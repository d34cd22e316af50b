//! Latent vectors and the categorical code that steers them.

use rand::{rngs::StdRng, Rng, SeedableRng};
use serde::{Deserialize, Serialize};

use crate::error::{Result, SynthError};

/// Number of values in a latent vector.
pub const LATENT_DIM: usize = 100;
/// Number of binary values in a categorical code.
pub const CODE_LEN: usize = 16;

/// A validated 16-element binary code written over the latent prefix.
#[derive(Debug, Clone, Copy, PartialEq, Eq, Hash)]
pub struct CategoricalCode([u8; CODE_LEN]);

impl CategoricalCode {
    /// Validate a code received from a caller. Rejects wrong lengths and any
    /// value outside {0, 1}.
    pub fn from_values(values: &[i64]) -> Result<Self> {
        if values.len() != CODE_LEN {
            return Err(SynthError::InvalidInput(format!(
                "categorical code must have {} values, got {}",
                CODE_LEN,
                values.len()
            )));
        }
        let mut bits = [0u8; CODE_LEN];
        for (i, &v) in values.iter().enumerate() {
            bits[i] = match v {
                0 => 0,
                1 => 1,
                other => {
                    return Err(SynthError::InvalidInput(format!(
                        "categorical code value at position {} must be 0 or 1, got {}",
                        i, other
                    )))
                }
            };
        }
        Ok(Self(bits))
    }

    /// Draw a uniformly random code.
    pub fn random<R: Rng + ?Sized>(rng: &mut R) -> Self {
        let mut bits = [0u8; CODE_LEN];
        for b in bits.iter_mut() {
            *b = rng.gen_range(0..=1);
        }
        Self(bits)
    }

    pub fn bits(&self) -> &[u8; CODE_LEN] {
        &self.0
    }

    pub fn to_vec(&self) -> Vec<i64> {
        self.0.iter().map(|&b| b as i64).collect()
    }
}

impl TryFrom<&[i64]> for CategoricalCode {
    type Error = SynthError;

    fn try_from(values: &[i64]) -> Result<Self> {
        Self::from_values(values)
    }
}

/// A 100-value generator input in [-1, 1].
#[derive(Debug, Clone, PartialEq, Serialize, Deserialize)]
#[serde(transparent)]
pub struct LatentVector(Vec<f32>);

impl LatentVector {
    /// Validate a caller-supplied latent.
    pub fn from_slice(values: &[f32]) -> Result<Self> {
        if values.len() != LATENT_DIM {
            return Err(SynthError::InvalidInput(format!(
                "latent vector must have {} values, got {}",
                LATENT_DIM,
                values.len()
            )));
        }
        if let Some(pos) = values
            .iter()
            .position(|v| !v.is_finite() || *v < -1.0 || *v > 1.0)
        {
            return Err(SynthError::InvalidInput(format!(
                "latent value at position {} is outside [-1, 1]: {}",
                pos, values[pos]
            )));
        }
        Ok(Self(values.to_vec()))
    }

    /// Sample every position uniformly from [-1, 1].
    pub fn sample<R: Rng + ?Sized>(rng: &mut R) -> Self {
        Self((0..LATENT_DIM).map(|_| rng.gen_range(-1.0f32..=1.0)).collect())
    }

    /// Sample a latent and write `code` over its prefix.
    pub fn from_code<R: Rng + ?Sized>(code: &CategoricalCode, rng: &mut R) -> Self {
        Self::sample(rng).with_code(code)
    }

    /// Like [`LatentVector::from_code`] with a dedicated RNG: seeded when a seed
    /// is given, otherwise from OS entropy.
    pub fn from_code_seeded(code: &CategoricalCode, seed: Option<u64>) -> Self {
        let mut rng = match seed {
            Some(seed) => StdRng::seed_from_u64(seed),
            None => StdRng::from_entropy(),
        };
        Self::from_code(code, &mut rng)
    }

    /// Draw a random code, then the latent it is written into, both from one
    /// RNG seeded by `seed` (entropy when `None`).
    pub fn random_with_code(seed: Option<u64>) -> (CategoricalCode, Self) {
        let mut rng = match seed {
            Some(seed) => StdRng::seed_from_u64(seed),
            None => StdRng::from_entropy(),
        };
        let code = CategoricalCode::random(&mut rng);
        let latent = Self::from_code(&code, &mut rng);
        (code, latent)
    }

    /// Overwrite the first [`CODE_LEN`] positions with `code`.
    pub fn with_code(mut self, code: &CategoricalCode) -> Self {
        for (slot, &bit) in self.0.iter_mut().zip(code.bits().iter()) {
            *slot = bit as f32;
        }
        self
    }

    pub fn as_slice(&self) -> &[f32] {
        &self.0
    }

    pub fn len(&self) -> usize {
        self.0.len()
    }

    pub fn is_empty(&self) -> bool {
        self.0.is_empty()
    }

    pub fn into_vec(self) -> Vec<f32> {
        self.0
    }
}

-- What is needed --
A bare number is all that is asked for: the count of lines above that include "PartialEq".

-- Exercise output --
2